Katzourakis, Aris, Hué, Stéphane, Kellam, Paul et al. · Journal of virology · 2011 · DOI
Quick Summary
This study examined whether a virus called XMRV, found in some ME/CFS patients' samples over 15 years apart, could have naturally evolved within patients' bodies. Using genetic analysis, the researchers found that the virus sequences were actually different types of mouse viruses, not the same virus changing over time. This suggests the virus detections were likely due to laboratory contamination rather than evidence of an actual persistent infection.
Why It Matters
This study addresses a critical concern in ME/CFS research regarding the validity of XMRV findings, which generated significant attention and debate in the field. By providing rigorous evidence against true viral persistence and evolution, it clarifies that previous XMRV detections in CFS samples were contamination artifacts, helping redirect research efforts toward more reliable etiological investigations. Understanding what did not cause ME/CFS is as important as identifying what did.
Sequences from first and second time points represented distinct endogenous murine retroviruses rather than variants of the same virus.
The genetic relationships were consistent with laboratory contamination from mouse cell lines rather than human viral infection.
No evidence of XMRV persistence or adaptation over the 15-year sampling interval.
Inferred Conclusions
Previous XMRV detections in longitudinal CFS samples resulted from PCR contamination rather than persistent viral infection.
The 22Rv1 prostate cancer cell line likely served as the contamination source in earlier studies.

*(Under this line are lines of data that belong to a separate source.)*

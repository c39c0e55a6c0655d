//! Replay scripts: a JSON list of input steps fed to an [`Editor`].

use folio_core::upload::read_image_file;
use folio_core::{
    Book, Editor, EditorAction, EditorConfig, EditorEvent, EmbeddingUploader, ImageUploader,
    KeyCombo, MouseButton, PointerEvent, StorageError, TableAction, ToolKind, ToolSettings,
};
use kurbo::{Point, Vec2};
use serde::Deserialize;
use std::path::PathBuf;
use thiserror::Error;

#[derive(Debug, Error)]
pub enum ScriptError {
    #[error("usage: folio-replay <script.json> [document-id]")]
    Usage,
    #[error("Failed to read script: {0}")]
    Read(#[from] std::io::Error),
    #[error("Invalid script: {0}")]
    Parse(#[from] serde_json::Error),
    #[error(transparent)]
    Storage(#[from] StorageError),
}

/// A whole script.
#[derive(Debug, Deserialize)]
pub struct Script {
    #[serde(default)]
    pub name: Option<String>,
    #[serde(default)]
    pub config: EditorConfig,
    #[serde(default)]
    pub settings: ToolSettings,
    pub steps: Vec<Step>,
}

/// One input step. Positions are screen coordinates.
#[derive(Debug, Clone, Deserialize)]
#[serde(rename_all = "snake_case")]
pub enum Step {
    Tool(ToolKind),
    Down(Point),
    Move(Point),
    Up(Point),
    /// Press and release at the same spot.
    Click(Point),
    RightClick(Point),
    Scroll(Vec2),
    Key(KeyCombo),
    Action(EditorAction),
    /// Text typed into the open in-place editor.
    Type(String),
    TableAction(TableAction),
    /// Advance animations by this many seconds.
    Tick(f64),
    AddPages(usize),
    /// Upload an image file and place it at `at` (page coordinates).
    Image { path: PathBuf, at: Point },
}

impl Script {
    pub fn from_json(json: &str) -> Result<Self, ScriptError> {
        Ok(serde_json::from_str(json)?)
    }

    /// Build an editor for the script's settings.
    pub fn editor(&self) -> Editor {
        let mut book = Book::new(self.config.initial_pages.max(1));
        if let Some(name) = &self.name {
            book.name.clone_from(name);
        }
        Editor::with_book(book, self.config.clone(), self.settings.clone())
    }
}

fn press(editor: &mut Editor, position: Point, button: MouseButton) {
    editor.handle_pointer_event(PointerEvent::Down { position, button });
    editor.handle_pointer_event(PointerEvent::Up { position, button });
}

/// Run every step. Steps the editor refuses are logged and skipped.
pub fn run(editor: &mut Editor, steps: &[Step]) {
    for (index, step) in steps.iter().enumerate() {
        log::debug!("Step {index}: {step:?}");
        match step {
            Step::Tool(tool) => editor.set_active_tool(*tool),
            Step::Down(position) => editor.handle_pointer_event(PointerEvent::Down {
                position: *position,
                button: MouseButton::Left,
            }),
            Step::Move(position) => {
                editor.handle_pointer_event(PointerEvent::Move {
                    position: *position,
                });
            }
            Step::Up(position) => editor.handle_pointer_event(PointerEvent::Up {
                position: *position,
                button: MouseButton::Left,
            }),
            Step::Click(position) => press(editor, *position, MouseButton::Left),
            Step::RightClick(position) => press(editor, *position, MouseButton::Right),
            Step::Scroll(delta) => editor.handle_pointer_event(PointerEvent::Scroll {
                position: Point::ZERO,
                delta: *delta,
            }),
            Step::Key(combo) => {
                if !editor.handle_key(combo) {
                    log::debug!("Key {} not handled", combo.format());
                }
            }
            Step::Action(action) => {
                if !editor.perform(*action) {
                    log::debug!("Action {action:?} had no effect");
                }
            }
            Step::Type(text) => {
                if !editor.type_text(text) {
                    log::warn!("Step {index}: typing with no editor open");
                }
            }
            Step::TableAction(action) => {
                if !editor.apply_table_action(*action) {
                    log::warn!("Step {index}: table action {action:?} refused");
                }
            }
            Step::Tick(dt) => editor.tick(*dt),
            Step::AddPages(count) => {
                editor.add_pages(*count);
            }
            Step::Image { path, at } => {
                let pending = editor.begin_image_upload(*at);
                let name = path.to_string_lossy().into_owned();
                let result = read_image_file(path)
                    .and_then(|data| pollster::block_on(EmbeddingUploader.upload(&name, data)));
                editor.complete_image_upload(pending, result);
            }
        }
        for event in editor.drain_events() {
            match event {
                EditorEvent::Notice(notice) => log::warn!("{:?}: {}", notice.level, notice.message),
                other => log::debug!("{other:?}"),
            }
        }
    }
}

/// Close any open in-place editor, keeping its text, and hand back the book.
pub fn finish(mut editor: Editor) -> Book {
    if editor.commit_edit() {
        log::debug!("Committed the edit left open by the script");
    }
    editor.into_book()
}

#[cfg(test)]
mod tests {
    use super::*;

    const SCRIPT: &str = r#"{
        "name": "Holiday",
        "config": { "flip_duration": 0.0, "double_click_ms": 0 },
        "steps": [
            { "tool": "Text" },
            { "click": { "x": 50.0, "y": 50.0 } },
            { "type": " now" },
            { "key": { "key": "Enter" } },
            { "tool": "Table" },
            { "click": { "x": 300.0, "y": 300.0 } },
            { "right_click": { "x": 350.0, "y": 310.0 } },
            { "table_action": "InsertRowBelow" },
            { "action": "NextPage" },
            { "tool": "Shape" },
            { "click": { "x": 10.0, "y": 10.0 } },
            { "key": { "key": "Z", "ctrl": true } }
        ]
    }"#;

    #[test]
    fn test_parse_and_run_script() {
        let script = Script::from_json(SCRIPT).unwrap();
        assert_eq!(script.steps.len(), 12);
        let mut editor = script.editor();
        run(&mut editor, &script.steps);

        let book = editor.book();
        assert_eq!(book.name, "Holiday");
        let cover = book.page(0).unwrap();
        assert_eq!(cover.texts[0].content, "Type here now");
        assert_eq!(cover.tables[0].rows, 4);
        assert_eq!(editor.current_page(), 1);
        // The shape on page 1 was undone.
        assert!(book.page(1).unwrap().shapes.is_empty());
    }

    #[test]
    fn test_finish_keeps_open_edit() {
        let script = Script::from_json(
            r#"{
                "config": { "double_click_ms": 0 },
                "steps": [
                    { "tool": "Text" },
                    { "click": { "x": 50.0, "y": 50.0 } },
                    { "type": " there" }
                ]
            }"#,
        )
        .unwrap();
        let mut editor = script.editor();
        run(&mut editor, &script.steps);
        assert!(editor.session().is_editing());

        let book = finish(editor);
        assert_eq!(book.page(0).unwrap().texts[0].content, "Type here there");
    }

    #[test]
    fn test_missing_image_is_skipped() {
        let script = Script::from_json(
            r#"{ "steps": [ { "image": { "path": "/no/such/file.png", "at": { "x": 0.0, "y": 0.0 } } } ] }"#,
        )
        .unwrap();
        let mut editor = script.editor();
        run(&mut editor, &script.steps);
        assert!(editor.book().pages().all(|page| page.images.is_empty()));
    }

    #[test]
    fn test_invalid_script() {
        let result = Script::from_json(r#"{ "steps": [ { "teleport": 3 } ] }"#);
        assert!(matches!(result, Err(ScriptError::Parse(_))));
    }
}
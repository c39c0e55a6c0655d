//! Bounded snapshot undo/redo.

/// Default number of undo states to keep.
pub const DEFAULT_HISTORY_DEPTH: usize = 20;

/// Snapshot-based undo/redo stacks.
///
/// Callers commit the state as it was *before* a gesture or edit, then
/// mutate. `undo` and `redo` take the current state so it can be parked on
/// the opposite stack.
#[derive(Debug, Clone)]
pub struct History<T> {
    undo_stack: Vec<T>,
    redo_stack: Vec<T>,
    max_depth: usize,
}

impl<T> Default for History<T> {
    fn default() -> Self {
        Self::new(DEFAULT_HISTORY_DEPTH)
    }
}

impl<T> History<T> {
    /// Create empty history holding at most `max_depth` states per stack.
    pub fn new(max_depth: usize) -> Self {
        Self {
            undo_stack: Vec::new(),
            redo_stack: Vec::new(),
            max_depth: max_depth.max(1),
        }
    }

    fn trim(stack: &mut Vec<T>, max_depth: usize) {
        if stack.len() > max_depth {
            let excess = stack.len() - max_depth;
            stack.drain(..excess);
        }
    }

    /// Record a snapshot and forget anything that could be redone.
    pub fn commit(&mut self, snapshot: T) {
        self.undo_stack.push(snapshot);
        self.redo_stack.clear();
        Self::trim(&mut self.undo_stack, self.max_depth);
        log::debug!("History commit (undo depth {})", self.undo_stack.len());
    }

    /// Step back. Returns the state to restore, or `None` when there is
    /// nothing to undo (in which case `current` is dropped).
    pub fn undo(&mut self, current: T) -> Option<T> {
        let snapshot = self.undo_stack.pop()?;
        self.redo_stack.push(current);
        Self::trim(&mut self.redo_stack, self.max_depth);
        Some(snapshot)
    }

    /// Step forward again after an undo.
    pub fn redo(&mut self, current: T) -> Option<T> {
        let snapshot = self.redo_stack.pop()?;
        self.undo_stack.push(current);
        Self::trim(&mut self.undo_stack, self.max_depth);
        Some(snapshot)
    }

    pub fn can_undo(&self) -> bool {
        !self.undo_stack.is_empty()
    }

    pub fn can_redo(&self) -> bool {
        !self.redo_stack.is_empty()
    }

    pub fn undo_len(&self) -> usize {
        self.undo_stack.len()
    }

    pub fn redo_len(&self) -> usize {
        self.redo_stack.len()
    }
}

#[cfg(test)]
mod tests {
    use super::*;

    #[test]
    fn test_undo_redo_roundtrip() {
        let mut history = History::default();
        let mut state = vec![1];

        history.commit(state.clone());
        state.push(2);

        let restored = history.undo(state.clone()).unwrap();
        assert_eq!(restored, vec![1]);
        assert!(history.can_redo());

        let again = history.redo(restored).unwrap();
        assert_eq!(again, vec![1, 2]);
        assert!(history.can_undo());
        assert!(!history.can_redo());
    }

    #[test]
    fn test_commit_clears_redo() {
        let mut history = History::default();
        history.commit(0);
        let back = history.undo(1).unwrap();
        assert!(history.can_redo());
        history.commit(back);
        assert!(!history.can_redo());
    }

    #[test]
    fn test_empty_stacks_are_noops() {
        let mut history: History<u32> = History::default();
        assert!(!history.can_undo());
        assert_eq!(history.undo(7), None);
        assert_eq!(history.redo(7), None);
        assert_eq!(history.redo_len(), 0);
    }

    #[test]
    fn test_overflow_evicts_oldest() {
        let mut history = History::new(DEFAULT_HISTORY_DEPTH);
        for i in 0..25 {
            history.commit(i);
        }
        assert_eq!(history.undo_len(), 20);

        let mut current = 25;
        let mut seen = Vec::new();
        while let Some(previous) = history.undo(current) {
            seen.push(previous);
            current = previous;
        }
        assert_eq!(seen.first(), Some(&24));
        assert_eq!(seen.last(), Some(&5));
    }
}
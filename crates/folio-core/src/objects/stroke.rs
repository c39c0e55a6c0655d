//! Freehand and polygon strokes.

use super::{ObjectId, ObjectTrait, SerializableColor};
use kurbo::{BezPath, Point, Rect};
use serde::{Deserialize, Serialize};
use uuid::Uuid;

/// How a stroke is composited.
#[derive(Debug, Clone, Copy, PartialEq, Eq, Default, Serialize, Deserialize)]
pub enum StrokeTool {
    /// Additive ink.
    #[default]
    Draw,
    /// Subtractive; the renderer clears what it covers.
    Erase,
}

/// A series of points drawn by the brush, eraser or pen.
#[derive(Debug, Clone, PartialEq, Serialize, Deserialize)]
pub struct Stroke {
    pub(crate) id: ObjectId,
    /// Points in the stroke path.
    pub points: Vec<Point>,
    pub tool: StrokeTool,
    pub color: SerializableColor,
    pub width: f64,
    /// Fill for closed pen shapes.
    #[serde(default)]
    pub fill: Option<SerializableColor>,
    /// Whether the last point connects back to the first.
    #[serde(default)]
    pub closed: bool,
    #[serde(default)]
    pub locked: bool,
    #[serde(default = "super::text::default_visible")]
    pub visible: bool,
}

impl Stroke {
    /// Create a new empty stroke.
    pub fn new(tool: StrokeTool, color: SerializableColor, width: f64) -> Self {
        Self {
            id: Uuid::new_v4(),
            points: Vec::new(),
            tool,
            color,
            width,
            fill: None,
            closed: false,
            locked: false,
            visible: true,
        }
    }

    /// Create from existing points with the default color and width.
    pub fn from_points(tool: StrokeTool, points: Vec<Point>) -> Self {
        Self {
            points,
            ..Self::new(tool, SerializableColor::black(), 2.0)
        }
    }

    /// Add a point to the path.
    pub fn add_point(&mut self, point: Point) {
        self.points.push(point);
    }

    /// Get the number of points.
    pub fn len(&self) -> usize {
        self.points.len()
    }

    /// Check if the path is empty.
    pub fn is_empty(&self) -> bool {
        self.points.is_empty()
    }

    pub fn is_eraser(&self) -> bool {
        self.tool == StrokeTool::Erase
    }

    /// Simplify the path by removing redundant points.
    pub fn simplify(&mut self, tolerance: f64) {
        if self.points.len() < 3 {
            return;
        }

        // Ramer-Douglas-Peucker algorithm
        self.points = rdp_simplify(&self.points, tolerance);
    }

    /// Get the path representation for rendering.
    pub fn to_path(&self) -> BezPath {
        let mut path = BezPath::new();

        let Some(first) = self.points.first() else {
            return path;
        };

        path.move_to(*first);
        for point in self.points.iter().skip(1) {
            path.line_to(*point);
        }
        if self.closed {
            path.close_path();
        }

        path
    }
}

/// Ramer-Douglas-Peucker line simplification.
pub(crate) fn rdp_simplify(points: &[Point], tolerance: f64) -> Vec<Point> {
    if points.len() < 3 {
        return points.to_vec();
    }

    // Find point with maximum distance from line between first and last
    let first = points[0];
    let last = points[points.len() - 1];

    let mut max_dist = 0.0;
    let mut max_index = 0;

    for (i, point) in points.iter().enumerate().skip(1).take(points.len() - 2) {
        let dist = perpendicular_distance(*point, first, last);
        if dist > max_dist {
            max_dist = dist;
            max_index = i;
        }
    }

    if max_dist > tolerance {
        let mut left = rdp_simplify(&points[..=max_index], tolerance);
        let right = rdp_simplify(&points[max_index..], tolerance);

        // Combine, removing duplicate point at junction
        left.pop();
        left.extend(right);
        left
    } else {
        vec![first, last]
    }
}

/// Calculate perpendicular distance from point to line.
fn perpendicular_distance(point: Point, line_start: Point, line_end: Point) -> f64 {
    let dx = line_end.x - line_start.x;
    let dy = line_end.y - line_start.y;

    let line_len_sq = dx * dx + dy * dy;
    if line_len_sq < f64::EPSILON {
        return point.distance(line_start);
    }

    // Area of triangle * 2 / base = height
    let area2 = ((point.x - line_start.x) * dy - (point.y - line_start.y) * dx).abs();
    area2 / line_len_sq.sqrt()
}

impl ObjectTrait for Stroke {
    fn id(&self) -> ObjectId {
        self.id
    }

    /// The first point of the path.
    fn position(&self) -> Point {
        self.points.first().copied().unwrap_or(Point::ZERO)
    }

    fn set_position(&mut self, position: Point) {
        let delta = position - self.position();
        for point in &mut self.points {
            *point += delta;
        }
    }

    fn bounds(&self) -> Rect {
        let Some(first) = self.points.first() else {
            return Rect::ZERO;
        };
        self.points
            .iter()
            .fold(Rect::from_points(*first, *first), |rect, p| {
                rect.union_pt(*p)
            })
    }

    fn hit_test(&self, point: Point, tolerance: f64) -> bool {
        let reach = tolerance + self.width / 2.0;
        match self.points.as_slice() {
            [] => false,
            [only] => only.distance(point) <= reach,
            points => {
                if self.closed && self.fill.is_some() && contains_point(points, point) {
                    return true;
                }
                let mut dist = super::point_to_polyline_dist(point, points);
                if self.closed {
                    let closing = super::point_to_segment_dist(
                        point,
                        points[points.len() - 1],
                        points[0],
                    );
                    dist = dist.min(closing);
                }
                dist <= reach
            }
        }
    }

    fn is_locked(&self) -> bool {
        self.locked
    }

    fn set_locked(&mut self, locked: bool) {
        self.locked = locked;
    }

    fn is_visible(&self) -> bool {
        self.visible
    }

    fn set_visible(&mut self, visible: bool) {
        self.visible = visible;
    }
}

/// Even-odd point-in-polygon test.
fn contains_point(polygon: &[Point], point: Point) -> bool {
    let mut inside = false;
    let mut j = polygon.len() - 1;
    for i in 0..polygon.len() {
        let (a, b) = (polygon[i], polygon[j]);
        if (a.y > point.y) != (b.y > point.y)
            && point.x < (b.x - a.x) * (point.y - a.y) / (b.y - a.y) + a.x
        {
            inside = !inside;
        }
        j = i;
    }
    inside
}
//! Pointer input tracking: pressed buttons, drags and double clicks.

use kurbo::{Point, Vec2};
use serde::{Deserialize, Serialize};
use std::collections::HashSet;
use std::time::Duration;

// Use web_time for WASM compatibility
#[cfg(not(target_arch = "wasm32"))]
use std::time::Instant;
#[cfg(target_arch = "wasm32")]
use web_time::Instant;

/// Mouse button identifiers.
#[derive(Debug, Clone, Copy, PartialEq, Eq, Hash, Serialize, Deserialize)]
pub enum MouseButton {
    Left,
    Right,
    Middle,
}

/// Modifier keys state.
#[derive(Debug, Clone, Copy, Default, PartialEq, Eq, Serialize, Deserialize)]
pub struct Modifiers {
    pub shift: bool,
    pub ctrl: bool,
    pub alt: bool,
}

/// Pointer event in screen coordinates.
#[derive(Debug, Clone, Copy, PartialEq, Serialize, Deserialize)]
pub enum PointerEvent {
    Down { position: Point, button: MouseButton },
    Up { position: Point, button: MouseButton },
    Move { position: Point },
    Scroll { position: Point, delta: Vec2 },
}

/// Max distance between two clicks of a double click, in screen pixels.
const DOUBLE_CLICK_DISTANCE: f64 = 5.0;

/// Tracks the pointer between events.
#[derive(Debug, Clone)]
pub struct InputState {
    /// Current pointer position in screen coordinates.
    pub pointer_position: Point,
    pressed_buttons: HashSet<MouseButton>,
    pub modifiers: Modifiers,
    /// Where the current left-button press started.
    pub drag_start: Option<Point>,
    double_click_window: Duration,
    last_click: Option<(Instant, Point)>,
    double_click_detected: bool,
}

impl Default for InputState {
    fn default() -> Self {
        Self::new(500)
    }
}

impl InputState {
    /// Create input tracking with a double-click window in milliseconds.
    /// A zero window disables double clicks.
    pub fn new(double_click_ms: u64) -> Self {
        Self {
            pointer_position: Point::ZERO,
            pressed_buttons: HashSet::new(),
            modifiers: Modifiers::default(),
            drag_start: None,
            double_click_window: Duration::from_millis(double_click_ms),
            last_click: None,
            double_click_detected: false,
        }
    }

    pub fn handle_pointer_event(&mut self, event: PointerEvent) {
        self.handle_pointer_event_at(event, Instant::now());
    }

    /// Process a pointer event that happened at `now`.
    pub fn handle_pointer_event_at(&mut self, event: PointerEvent, now: Instant) {
        match event {
            PointerEvent::Down { position, button } => {
                self.pointer_position = position;
                self.pressed_buttons.insert(button);
                self.double_click_detected = false;
                if button == MouseButton::Left {
                    self.detect_double_click(position, now);
                    self.drag_start = Some(position);
                }
            }
            PointerEvent::Up { position, button } => {
                self.pointer_position = position;
                self.pressed_buttons.remove(&button);
                if button == MouseButton::Left {
                    self.drag_start = None;
                }
            }
            PointerEvent::Move { position } | PointerEvent::Scroll { position, .. } => {
                self.pointer_position = position;
            }
        }
    }

    fn detect_double_click(&mut self, position: Point, now: Instant) {
        if self.double_click_window.is_zero() {
            return;
        }
        let is_double = self.last_click.is_some_and(|(time, last)| {
            now.saturating_duration_since(time) < self.double_click_window
                && last.distance(position) < DOUBLE_CLICK_DISTANCE
        });
        if is_double {
            self.double_click_detected = true;
            // A third click starts over rather than chaining.
            self.last_click = None;
        } else {
            self.last_click = Some((now, position));
        }
    }

    pub fn set_modifiers(&mut self, modifiers: Modifiers) {
        self.modifiers = modifiers;
    }

    pub fn is_button_pressed(&self, button: MouseButton) -> bool {
        self.pressed_buttons.contains(&button)
    }

    /// Whether the most recent press completed a double click.
    pub fn is_double_click(&self) -> bool {
        self.double_click_detected
    }

    /// Get the drag delta from start position, if dragging.
    pub fn drag_delta(&self) -> Option<Vec2> {
        self.drag_start.map(|start| self.pointer_position - start)
    }
}

#[cfg(test)]
mod tests {
    use super::*;

    fn down(position: Point) -> PointerEvent {
        PointerEvent::Down {
            position,
            button: MouseButton::Left,
        }
    }

    fn up(position: Point) -> PointerEvent {
        PointerEvent::Up {
            position,
            button: MouseButton::Left,
        }
    }

    #[test]
    fn test_drag_tracking() {
        let mut input = InputState::default();
        input.handle_pointer_event(down(Point::new(100.0, 100.0)));
        assert!(input.is_button_pressed(MouseButton::Left));
        input.handle_pointer_event(PointerEvent::Move {
            position: Point::new(150.0, 120.0),
        });
        assert_eq!(input.drag_delta(), Some(Vec2::new(50.0, 20.0)));
        input.handle_pointer_event(up(Point::new(150.0, 120.0)));
        assert!(input.drag_delta().is_none());
        assert!(!input.is_button_pressed(MouseButton::Left));
    }

    #[test]
    fn test_double_click_within_window() {
        let mut input = InputState::new(500);
        let t0 = Instant::now();
        let pos = Point::new(10.0, 10.0);
        input.handle_pointer_event_at(down(pos), t0);
        assert!(!input.is_double_click());
        input.handle_pointer_event_at(up(pos), t0);
        input.handle_pointer_event_at(down(pos), t0 + Duration::from_millis(200));
        assert!(input.is_double_click());
        // Third click does not chain.
        input.handle_pointer_event_at(down(pos), t0 + Duration::from_millis(300));
        assert!(!input.is_double_click());
    }

    #[test]
    fn test_double_click_too_slow_or_far() {
        let mut input = InputState::new(500);
        let t0 = Instant::now();
        input.handle_pointer_event_at(down(Point::ZERO), t0);
        input.handle_pointer_event_at(down(Point::ZERO), t0 + Duration::from_millis(600));
        assert!(!input.is_double_click());
        input.handle_pointer_event_at(down(Point::new(50.0, 0.0)), t0 + Duration::from_millis(700));
        assert!(!input.is_double_click());
    }

    #[test]
    fn test_zero_window_disables_double_click() {
        let mut input = InputState::new(0);
        let t0 = Instant::now();
        input.handle_pointer_event_at(down(Point::ZERO), t0);
        input.handle_pointer_event_at(down(Point::ZERO), t0);
        assert!(!input.is_double_click());
    }
}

XMRV should not be considered a validated etiological agent in ME/CFS based on available molecular evidence.
Remaining Questions
What was the original source of XMRV-like sequences in initial CFS patient samples that appeared to be amplified?
How should laboratories modify their protocols to prevent similar contamination events in future ME/CFS virology research?
What alternative viral or infectious agents should be investigated in ME/CFS given that XMRV has been ruled out as a persistent pathogen?
What This Study Does Not Prove
This study does not prove that no virus is involved in ME/CFS, only that XMRV specifically is not a persistent, evolving infection in these patients. The findings refute the longitudinal XMRV persistence hypothesis but do not address whether other viruses might contribute to ME/CFS pathogenesis. The study also does not explain why initial XMRV amplifications occurred or what role viral contamination in research samples played in prior conflicting results.